16. The wireless receiving component of claim 15, further comprising the local clock that is updated based on the time signal wirelessly received.

17. The wireless receiving component of claim 15, wherein the wireless receiving component is unable to transmit signals over the general purpose wireless network.

18. The wireless receiving component of claim 15, wherein the general purpose wireless network is one or more of an: 802.11a, 802.11b, 802.11g, 802.11n, and a Bluetooth wireless network, and the transmitting device is one of a router device and an access point device that communicates with other devices that are connected to the transmitting device on the general purpose wireless network other than the receiving device.

19. The wireless receiving component of claim 15, wherein the general purpose wireless network is a mobile phone network, and the transmitting device is a mobile phone tower device that communicates with other devices that are connected to the mobile phone tower device on the mobile phone network other than the receiving device.

20. The wireless receiving component of claim 15, wherein the wireless receiving component comprises an integrated circuit (IC).

Description:

FIELD OF THE INVENTION

The present invention relates generally to the broadcasting of time signals, and more particularly to the broadcasting of time signals over a general purpose wireless network, such that receiving devices can receive the time signal without having to establish connections with the transmitting device that broadcast the time signal.

BACKGROUND OF THE INVENTION

Modern home and office environments are littered with electronic devices that have digital clocks. Examples of such electronic devices include cooking appliances like microwave ovens and ranges or stoves, alarm clocks, and audio/video components like video cassette recorders (VCR's), DVD players, and digital video recorders (DVR's), among other types of electronic devices. Typically, users have to manually set the clock for each device, the process for which can be sufficiently complicated that many users do not do so.
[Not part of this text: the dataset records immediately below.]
use chrono::{Duration as ChronoDuration, NaiveDate, Utc};
use std::sync::Arc;
use std::time::Duration;
use tokio::sync::watch;
use tokio::time::interval;
use vigil_storage::{DaySummary, Result, Store};

const HOURLY_TICK: Duration = Duration::from_secs(3600);

/// Rolls check rows into per-(monitor, day) uptime summaries and applies
/// retention. Aggregation is a pure function of the day's rows, so every
/// entry point here is idempotent.
pub struct Aggregator {
    store: Arc<Store>,
    retention_days: i64,
    history_retention_days: i64,
}

impl Aggregator {
    pub fn new(store: Arc<Store>, retention_days: i64, history_retention_days: i64) -> Self {
        Self {
            store,
            retention_days,
            history_retention_days,
        }
    }

    /// Startup backfill: write a summary for every `(monitor, day)` in the
    /// retention window that has check rows but no summary row yet.
    pub fn backfill(&self) -> Result<usize> {
        let mut written = 0;
        for (monitor_id, date) in self.store.days_with_checks(self.retention_days)? {
            if self.store.has_day_summary(monitor_id, date)? {
                continue;
            }
            if let Some(summary) = self.store.aggregate_day(monitor_id, date)? {
                self.store.upsert_day_summary(&summary)?;
                written += 1;
            }
        }
        if written > 0 {
            tracing::info!(rows = written, "backfilled status history");
        }
        Ok(written)
    }

    /// Upserts today's row for every monitor with checks today (hourly job).
    pub fn aggregate_today(&self) -> Result<usize> {
        self.aggregate_date(Utc::now().date_naive())
    }

    /// Finalizes one day wholesale (the after-midnight job for yesterday).
    pub fn aggregate_date(&self, date: NaiveDate) -> Result<usize> {
        let mut written = 0;
        for monitor_id in self.store.monitors_with_checks_on(date)? {
            if let Some(summary) = self.store.aggregate_day(monitor_id, date)? {
                self.store.upsert_day_summary(&summary)?;
                written += 1;
            }
        }
        Ok(written)
    }

    /// Retention trim: raw check rows past `retention_days`, resolved
    /// incidents and summary rows past `history_retention_days`.
    pub fn run_retention(&self) -> Result<()> {
        let checks = self.store.delete_checks_older_than(self.retention_days)?;
        let incidents = self
            .store
            .delete_incidents_older_than(self.history_retention_days)?;
        let summaries = self
            .store
            .delete_history_older_than(self.history_retention_days)?;
        if checks + incidents + summaries > 0 {
            tracing::info!(checks, incidents, summaries, "retention trim complete");
        }
        Ok(())
    }

    /// Day summaries for presentation: stored rows merged with a fresh
    /// re-aggregation of the raw rows, preferring the fresh value where both
    /// exist (the hourly job may not have seen today's latest checks yet).
    pub fn history_with_fallback(&self, monitor_id: i64, days: i64) -> Result<Vec<DaySummary>> {
        let today = Utc::now().date_naive();
        let mut result = Vec::new();
        for offset in (0..=days).rev() {
            let date = today - ChronoDuration::days(offset);
            let fresh = self.store.aggregate_day(monitor_id, date)?;
            let row = match fresh {
                Some(summary) => Some(summary),
                None => self.store.day_summary(monitor_id, date)?,
            };
            if let Some(row) = row {
                result.push(row);
            }
        }
        Ok(result)
    }

    /// Hourly driver: refresh today, finalize yesterday once per midnight
    /// crossing, and trim once per day. The first tick fires immediately.
    pub async fn run(self: Arc<Self>, mut shutdown_rx: watch::Receiver<bool>) {
        let mut tick = interval(HOURLY_TICK);
        tick.set_missed_tick_behavior(tokio::time::MissedTickBehavior::Delay);
        let mut finalized_through = Utc::now().date_naive() - ChronoDuration::days(1);
        let mut last_retention: Option<NaiveDate> = None;

        loop {
            tokio::select! {
                _ = tick.tick() => {}
                changed = shutdown_rx.changed() => {
                    if changed.is_err() || *shutdown_rx.borrow() {
                        break;
                    }
                    continue;
                }
            }

            if let Err(e) = self.aggregate_today() {
                tracing::error!(error = %e, "hourly aggregation failed");
            }

            let yesterday = Utc::now().date_naive() - ChronoDuration::days(1);
            if finalized_through < yesterday {
                match self.aggregate_date(yesterday) {
                    Ok(rows) => {
                        tracing::info!(date = %yesterday, rows, "finalized daily summaries");
                        finalized_through = yesterday;
                    }
                    Err(e) => tracing::error!(error = %e, "daily finalization failed"),
                }
            }

            let today = Utc::now().date_naive();
            if last_retention != Some(today) {
                match self.run_retention() {
                    Ok(()) => last_retention = Some(today),
                    Err(e) => tracing::error!(error = %e, "retention trim failed"),
                }
            }
        }
        tracing::info!("aggregator stopped");
    }
}
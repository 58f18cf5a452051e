use vigil_storage::{Result, Store};

/// Sample and transition thresholds for flapping detection: look at the last
/// 20 checks, require at least 10 to judge, flag above 5 flips.
const SAMPLE_SIZE: usize = 20;
const MIN_SAMPLES: usize = 10;
const MAX_TRANSITIONS: u32 = 5;

#[derive(Debug, Clone, Copy, PartialEq, Eq)]
pub struct FlappingStatus {
    pub flapping: bool,
    pub transitions: u32,
    pub samples: usize,
}

/// Reports whether a monitor's status is flapping. This is a side query for
/// presentation; it does not gate incident creation.
pub fn flapping_status(store: &Store, monitor_id: i64) -> Result<FlappingStatus> {
    let recent = store.recent_checks(monitor_id, SAMPLE_SIZE)?;
    let samples = recent.len();
    if samples < MIN_SAMPLES {
        return Ok(FlappingStatus {
            flapping: false,
            transitions: 0,
            samples,
        });
    }
    let transitions = recent
        .windows(2)
        .filter(|pair| pair[0].status != pair[1].status)
        .count() as u32;
    Ok(FlappingStatus {
        flapping: transitions > MAX_TRANSITIONS,
        transitions,
        samples,
    })
}
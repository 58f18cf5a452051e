//! Incident detection: turns the per-monitor stream of check results into
//! open/resolve incident transitions with threshold hysteresis and
//! maintenance suppression. State lives in the incident table; each call is
//! stateless, and the one-active-incident invariant is enforced by the
//! store's conditional insert.

pub mod flapping;
pub mod maintenance;

#[cfg(test)]
mod tests;

pub use flapping::{flapping_status, FlappingStatus};
pub use maintenance::{DailyWindow, MaintenanceOracle, MaintenanceStatus};

use std::sync::Arc;
use tokio::sync::broadcast;
use vigil_common::{
    CheckResult, CheckStatus, IncidentEvent, IncidentEventKind, Severity,
};
use vigil_storage::{NewCheck, NewIncident, Result, Store};

/// Consecutive failing checks required before an incident opens.
pub const DEFAULT_FAILURE_THRESHOLD: usize = 2;

const EVENT_CHANNEL_CAPACITY: usize = 64;

pub struct IncidentDetector {
    store: Arc<Store>,
    oracle: Arc<MaintenanceOracle>,
    failure_threshold: usize,
    events: broadcast::Sender<IncidentEvent>,
}

impl IncidentDetector {
    pub fn new(store: Arc<Store>, oracle: Arc<MaintenanceOracle>, failure_threshold: usize) -> Self {
        let (events, _) = broadcast::channel(EVENT_CHANNEL_CAPACITY);
        Self {
            store,
            oracle,
            failure_threshold: failure_threshold.max(1),
            events,
        }
    }

    /// Lifecycle events (opened/resolved) for an external notifier.
    pub fn subscribe(&self) -> broadcast::Receiver<IncidentEvent> {
        self.events.subscribe()
    }

    /// Processes one check result: persists the check row, then updates
    /// incident state unless the monitor is in maintenance.
    pub fn process(&self, result: &CheckResult) -> Result<()> {
        let status = if result.success {
            CheckStatus::Up
        } else {
            CheckStatus::Down
        };
        self.store.save_check(&NewCheck {
            monitor_id: result.monitor_id,
            status,
            response_time_ms: result.response_time_ms as i64,
            error: result.error.clone(),
            checked_at: result.timestamp,
        })?;

        let maintenance = self
            .oracle
            .in_maintenance(result.monitor_id, result.timestamp)?;
        if maintenance.in_maintenance {
            tracing::debug!(
                monitor_id = result.monitor_id,
                ends_at = ?maintenance.ends_at,
                "check processed during maintenance, incident state untouched"
            );
            return Ok(());
        }

        let active = self.store.active_incident(result.monitor_id)?;

        if result.success {
            if let Some(incident) = active {
                self.store.resolve_incident(incident.id, result.timestamp)?;
                tracing::info!(
                    monitor_id = result.monitor_id,
                    incident_id = incident.id,
                    "incident resolved"
                );
                self.emit(IncidentEvent {
                    kind: IncidentEventKind::Resolved,
                    monitor_id: result.monitor_id,
                    incident_id: incident.id,
                    timestamp: result.timestamp,
                    severity: Some(incident.severity),
                    title: Some(incident.title),
                });
            }
            return Ok(());
        }

        if active.is_some() {
            // Already open; nothing to do.
            return Ok(());
        }

        let recent = self
            .store
            .recent_checks(result.monitor_id, self.failure_threshold)?;
        let consecutive_failures = recent
            .iter()
            .take_while(|check| check.status == CheckStatus::Down)
            .count();
        if consecutive_failures < self.failure_threshold {
            return Ok(());
        }

        let severity = severity_for(result.error.as_deref());
        let opened = self.store.open_incident(&NewIncident {
            monitor_id: result.monitor_id,
            severity,
            title: format!("{} is down", result.monitor_name),
            description: result.error.clone(),
            started_at: result.timestamp,
        })?;
        // None means another worker won the race; the invariant holds either
        // way and the open event belongs to the winner.
        if let Some(incident) = opened {
            tracing::warn!(
                monitor_id = result.monitor_id,
                incident_id = incident.id,
                severity = %incident.severity,
                "incident opened"
            );
            self.emit(IncidentEvent {
                kind: IncidentEventKind::Opened,
                monitor_id: result.monitor_id,
                incident_id: incident.id,
                timestamp: result.timestamp,
                severity: Some(incident.severity),
                title: Some(incident.title),
            });
        }
        Ok(())
    }

    fn emit(&self, event: IncidentEvent) {
        // No receivers is fine; events are best-effort in-process signals.
        let _ = self.events.send(event);
    }
}

/// Severity derived from the failing check's error text.
pub fn severity_for(error: Option<&str>) -> Severity {
    let Some(error) = error else {
        return Severity::Minor;
    };
    let lower = error.to_lowercase();
    if lower.contains("dns") || lower.contains("certificate") {
        Severity::Critical
    } else if lower.contains("timeout")
        || lower.contains("econnrefused")
        || lower.contains("connection refused")
    {
        Severity::Major
    } else {
        Severity::Minor
    }
}
use crate::flapping::flapping_status;
use crate::maintenance::{DailyWindow, MaintenanceOracle};
use crate::{severity_for, IncidentDetector, DEFAULT_FAILURE_THRESHOLD};
use chrono::{DateTime, Duration, NaiveTime, Timelike, Utc};
use std::sync::Arc;
use vigil_common::{
    CheckResult, CheckStatus, IncidentEventKind, MaintenanceWindowSpec, Severity,
};
use vigil_storage::Store;

fn setup(threshold: usize) -> (Arc<Store>, Arc<MaintenanceOracle>, IncidentDetector) {
    let store = Arc::new(Store::open_in_memory().unwrap());
    let oracle = Arc::new(MaintenanceOracle::new(store.clone()));
    let detector = IncidentDetector::new(store.clone(), oracle.clone(), threshold);
    (store, oracle, detector)
}

fn result(
    monitor_id: i64,
    success: bool,
    error: Option<&str>,
    timestamp: DateTime<Utc>,
) -> CheckResult {
    CheckResult {
        monitor_id,
        monitor_name: format!("monitor-{monitor_id}"),
        timestamp,
        success,
        response_time_ms: if success { 42 } else { 0 },
        error: error.map(|e| e.to_string()),
        condition_results: vec![],
    }
}

#[test]
fn incident_opens_at_threshold_and_resolves_on_recovery() {
    let (store, _oracle, detector) = setup(DEFAULT_FAILURE_THRESHOLD);
    let t0 = Utc::now() - Duration::seconds(40);

    // t=0,10: success; t=20,30: timeout; t=40: success.
    let samples = [
        (0, true, None),
        (10, true, None),
        (20, false, Some("timeout")),
        (30, false, Some("timeout")),
        (40, true, None),
    ];

    let mut events = detector.subscribe();
    for (offset, success, error) in &samples[..3] {
        detector
            .process(&result(1, *success, *error, t0 + Duration::seconds(*offset)))
            .unwrap();
    }
    // One failure is below the threshold: nothing open yet.
    assert_eq!(store.count_active_incidents(1).unwrap(), 0);

    let (offset, success, error) = samples[3];
    detector
        .process(&result(1, success, error, t0 + Duration::seconds(offset)))
        .unwrap();
    let incident = store.active_incident(1).unwrap().expect("incident open");
    assert_eq!(incident.severity, Severity::Major);
    assert_eq!(incident.title, "monitor-1 is down");
    assert_eq!(
        incident.started_at.timestamp(),
        (t0 + Duration::seconds(30)).timestamp()
    );

    let (offset, success, error) = samples[4];
    detector
        .process(&result(1, success, error, t0 + Duration::seconds(offset)))
        .unwrap();
    assert_eq!(store.count_active_incidents(1).unwrap(), 0);
    let resolved = store.incidents_for_monitor(1, 10).unwrap();
    assert_eq!(resolved.len(), 1);
    assert!(resolved[0].resolved_at.is_some());

    // Lifecycle events arrived in order.
    let opened = events.try_recv().unwrap();
    assert_eq!(opened.kind, IncidentEventKind::Opened);
    assert_eq!(opened.severity, Some(Severity::Major));
    let recovery = events.try_recv().unwrap();
    assert_eq!(recovery.kind, IncidentEventKind::Resolved);
    assert!(events.try_recv().is_err());
}

#[test]
fn single_failure_does_not_open() {
    let (store, _oracle, detector) = setup(DEFAULT_FAILURE_THRESHOLD);
    let t0 = Utc::now() - Duration::seconds(20);

    for (offset, success) in [(0, true), (10, false), (20, true)] {
        detector
            .process(&result(
                1,
                success,
                (!success).then_some("timeout"),
                t0 + Duration::seconds(offset),
            ))
            .unwrap();
    }

    assert!(store.incidents_for_monitor(1, 10).unwrap().is_empty());
    let checks = store.recent_checks(1, 10).unwrap();
    assert_eq!(checks.len(), 3);
    assert_eq!(
        checks.iter().filter(|c| c.status == CheckStatus::Down).count(),
        1
    );
}

#[test]
fn maintenance_suppresses_incidents_but_not_check_rows() {
    let (store, oracle, detector) = setup(DEFAULT_FAILURE_THRESHOLD);

    // A recurring daily window that covers the current minute.
    let now = Utc::now();
    let start = now - Duration::minutes(5);
    let end = now + Duration::minutes(10);
    oracle.replace_recurring(
        2,
        vec![DailyWindow {
            start: NaiveTime::from_hms_opt(start.hour(), start.minute(), 0).unwrap(),
            end: NaiveTime::from_hms_opt(end.hour(), end.minute(), 0).unwrap(),
            tz: chrono_tz::UTC,
            description: Some("daily upgrade".into()),
        }],
    );

    for i in 0..5 {
        detector
            .process(&result(
                2,
                false,
                Some("timeout"),
                now + Duration::seconds(i * 2),
            ))
            .unwrap();
    }

    // Five down rows inserted, zero incidents opened.
    let checks = store.recent_checks(2, 10).unwrap();
    assert_eq!(checks.len(), 5);
    assert!(checks.iter().all(|c| c.status == CheckStatus::Down));
    assert!(store.incidents_for_monitor(2, 10).unwrap().is_empty());
}

#[test]
fn at_most_one_active_incident_under_repeated_failures() {
    let (store, _oracle, detector) = setup(DEFAULT_FAILURE_THRESHOLD);
    let t0 = Utc::now() - Duration::seconds(100);

    for i in 0..10 {
        detector
            .process(&result(1, false, Some("timeout"), t0 + Duration::seconds(i * 10)))
            .unwrap();
        assert!(store.count_active_incidents(1).unwrap() <= 1);
    }
    assert_eq!(store.count_active_incidents(1).unwrap(), 1);
    // Only one incident was ever created despite 10 failures.
    assert_eq!(store.incidents_for_monitor(1, 10).unwrap().len(), 1);
}

#[test]
fn short_failure_runs_between_successes_never_open() {
    let (store, _oracle, detector) = setup(3);
    let mut t = Utc::now() - Duration::minutes(10);

    // Runs of 1 and 2 failures bracketed by successes, threshold 3.
    for success in [true, false, true, false, false, true, false, true] {
        detector
            .process(&result(1, success, (!success).then_some("err"), t))
            .unwrap();
        t += Duration::seconds(10);
    }
    assert!(store.incidents_for_monitor(1, 10).unwrap().is_empty());

    // The third consecutive failure crosses the threshold.
    for _ in 0..3 {
        detector
            .process(&result(1, false, Some("err"), t))
            .unwrap();
        t += Duration::seconds(10);
    }
    assert_eq!(store.count_active_incidents(1).unwrap(), 1);
}

#[test]
fn first_success_resolves_and_sets_resolved_at() {
    let (store, _oracle, detector) = setup(1);
    let t0 = Utc::now() - Duration::seconds(30);

    detector.process(&result(1, false, Some("boom"), t0)).unwrap();
    assert_eq!(store.count_active_incidents(1).unwrap(), 1);

    let recovery_time = t0 + Duration::seconds(10);
    detector.process(&result(1, true, None, recovery_time)).unwrap();
    let incidents = store.incidents_for_monitor(1, 10).unwrap();
    assert_eq!(incidents.len(), 1);
    assert_eq!(
        incidents[0].resolved_at.unwrap().timestamp(),
        recovery_time.timestamp()
    );
}

#[test]
fn severity_mapping_from_error_text() {
    assert_eq!(severity_for(Some("DNS query for x failed")), Severity::Critical);
    assert_eq!(severity_for(Some("certificate has expired")), Severity::Critical);
    assert_eq!(severity_for(Some("request timeout")), Severity::Major);
    assert_eq!(severity_for(Some("ECONNREFUSED")), Severity::Major);
    assert_eq!(
        severity_for(Some("TCP connection failed: Connection refused (os error 111)")),
        Severity::Major
    );
    assert_eq!(severity_for(Some("HTTP 500")), Severity::Minor);
    assert_eq!(severity_for(None), Severity::Minor);
}

#[test]
fn flapping_requires_enough_samples() {
    let (store, _oracle, detector) = setup(99);
    let mut t = Utc::now() - Duration::minutes(30);

    // 8 alternating samples: plenty of transitions but too few rows.
    for i in 0..8 {
        detector
            .process(&result(1, i % 2 == 0, None, t))
            .unwrap();
        t += Duration::seconds(10);
    }
    let status = flapping_status(&store, 1).unwrap();
    assert!(!status.flapping);
    assert_eq!(status.samples, 8);

    // 4 more alternating samples push past both thresholds.
    for i in 0..4 {
        detector
            .process(&result(1, i % 2 == 0, None, t))
            .unwrap();
        t += Duration::seconds(10);
    }
    let status = flapping_status(&store, 1).unwrap();
    assert!(status.flapping);
    assert!(status.transitions > 5);
}

#[test]
fn steady_monitor_is_not_flapping() {
    let (store, _oracle, detector) = setup(99);
    let mut t = Utc::now() - Duration::minutes(30);
    for _ in 0..20 {
        detector.process(&result(1, true, None, t)).unwrap();
        t += Duration::seconds(10);
    }
    let status = flapping_status(&store, 1).unwrap();
    assert!(!status.flapping);
    assert_eq!(status.transitions, 0);
}

mod oracle {
    use super::*;
    use chrono::TimeZone;

    #[test]
    fn daily_window_same_day() {
        let window = DailyWindow {
            start: NaiveTime::from_hms_opt(9, 0, 0).unwrap(),
            end: NaiveTime::from_hms_opt(9, 15, 0).unwrap(),
            tz: chrono_tz::UTC,
            description: None,
        };
        let inside = Utc.with_ymd_and_hms(2025, 6, 1, 9, 5, 0).unwrap();
        let before = Utc.with_ymd_and_hms(2025, 6, 1, 8, 59, 0).unwrap();
        let at_end = Utc.with_ymd_and_hms(2025, 6, 1, 9, 15, 0).unwrap();
        assert!(window.is_active(inside));
        assert!(!window.is_active(before));
        // End bound is exclusive.
        assert!(!window.is_active(at_end));

        let ends = window.ends_at(inside).unwrap();
        assert_eq!(ends, Utc.with_ymd_and_hms(2025, 6, 1, 9, 15, 0).unwrap());
    }

    #[test]
    fn daily_window_overnight_wraparound() {
        let window = DailyWindow {
            start: NaiveTime::from_hms_opt(23, 0, 0).unwrap(),
            end: NaiveTime::from_hms_opt(1, 0, 0).unwrap(),
            tz: chrono_tz::UTC,
            description: None,
        };
        let late = Utc.with_ymd_and_hms(2025, 6, 1, 23, 30, 0).unwrap();
        let small_hours = Utc.with_ymd_and_hms(2025, 6, 2, 0, 30, 0).unwrap();
        let midday = Utc.with_ymd_and_hms(2025, 6, 1, 12, 0, 0).unwrap();
        assert!(window.is_active(late));
        assert!(window.is_active(small_hours));
        assert!(!window.is_active(midday));

        // Before midnight, the end is tomorrow's 01:00.
        assert_eq!(
            window.ends_at(late).unwrap(),
            Utc.with_ymd_and_hms(2025, 6, 2, 1, 0, 0).unwrap()
        );
        // After midnight, it is today's 01:00.
        assert_eq!(
            window.ends_at(small_hours).unwrap(),
            Utc.with_ymd_and_hms(2025, 6, 2, 1, 0, 0).unwrap()
        );
    }

    #[test]
    fn daily_window_respects_timezone() {
        // 09:00-10:00 in New York is 13:00-14:00 UTC (June, DST).
        let window = DailyWindow {
            start: NaiveTime::from_hms_opt(9, 0, 0).unwrap(),
            end: NaiveTime::from_hms_opt(10, 0, 0).unwrap(),
            tz: chrono_tz::America::New_York,
            description: None,
        };
        let utc_morning = Utc.with_ymd_and_hms(2025, 6, 1, 9, 30, 0).unwrap();
        let ny_morning = Utc.with_ymd_and_hms(2025, 6, 1, 13, 30, 0).unwrap();
        assert!(!window.is_active(utc_morning));
        assert!(window.is_active(ny_morning));
    }

    #[test]
    fn fixed_windows_via_store_and_daily_precedence() {
        let store = Arc::new(Store::open_in_memory().unwrap());
        let oracle = MaintenanceOracle::new(store.clone());
        let now = Utc::now();

        store
            .replace_fixed_windows(
                Some(7),
                &[vigil_storage::NewFixedWindow {
                    monitor_id: Some(7),
                    start_time: now - Duration::minutes(30),
                    end_time: now + Duration::minutes(30),
                    timezone: "UTC".into(),
                    description: Some("planned".into()),
                }],
            )
            .unwrap();

        let status = oracle.in_maintenance(7, now).unwrap();
        assert!(status.in_maintenance);
        assert_eq!(status.description.as_deref(), Some("planned"));
        assert_eq!(
            status.ends_at.unwrap().timestamp(),
            (now + Duration::minutes(30)).timestamp()
        );

        // A simultaneously-active daily window wins.
        let start = now - Duration::minutes(5);
        let end = now + Duration::minutes(5);
        oracle.replace_recurring(
            7,
            vec![DailyWindow {
                start: NaiveTime::from_hms_opt(start.hour(), start.minute(), 0).unwrap(),
                end: NaiveTime::from_hms_opt(end.hour(), end.minute(), 0).unwrap(),
                tz: chrono_tz::UTC,
                description: Some("daily".into()),
            }],
        );
        let status = oracle.in_maintenance(7, now).unwrap();
        assert!(status.in_maintenance);
        assert_eq!(status.description.as_deref(), Some("daily"));

        // Other monitors are unaffected.
        assert!(!oracle.in_maintenance(8, now).unwrap().in_maintenance);
    }

    #[test]
    fn reload_replaces_recurring_map_wholesale() {
        let store = Arc::new(Store::open_in_memory().unwrap());
        let oracle = MaintenanceOracle::new(store);
        let now = Utc::now();
        let start = now - Duration::minutes(1);
        let end = now + Duration::minutes(5);

        let mut monitor = vigil_common::Monitor {
            id: 1,
            name: "m".into(),
            group: None,
            monitor_type: vigil_common::MonitorType::Http,
            url: "http://x".into(),
            interval_seconds: 30,
            public: true,
            conditions: vec![],
            dns: None,
            maintenance_windows: vec![MaintenanceWindowSpec::Daily {
                start_time: format!("{:02}:{:02}", start.hour(), start.minute()),
                end_time: format!("{:02}:{:02}", end.hour(), end.minute()),
                timezone: "UTC".into(),
                description: None,
            }],
        };
        oracle.load_from_monitors(std::slice::from_ref(&monitor));
        assert!(oracle.in_maintenance(1, now).unwrap().in_maintenance);

        // Reload without the window clears it.
        monitor.maintenance_windows.clear();
        oracle.load_from_monitors(&[monitor]);
        assert!(!oracle.in_maintenance(1, now).unwrap().in_maintenance);
    }
}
Even when the users manually set the clock for each electronic device, the electronic devices may nevertheless not be synchronized with one another. The user may have set the clocks for the electronic devices at different times, with times that are not synchronized with one another. Furthermore, many digital clocks exhibit time drift, which means that over time, the digital clocks become inaccurate by seconds or minutes. Because different devices may have different rates of time draft, their digital clocks can display different times even if they were synchronized at some point.

One limited solution to this problem is to include in such electronic devices receiving components that are capable of tuning to the time signal broadcast by the US government from Boulder, Colo. So-called “atomic” clocks receive this time signal, and in response set themselves. However, the user still has to specify the local time zone, as the Boulder-based time signal is correct just as to a particular time zone that may be different than that in which the electronic device is located. Furthermore, the atomic time signal broadcast is relatively faint, and frequently cannot be received indoors, rendering the atomic clocks substantially useless.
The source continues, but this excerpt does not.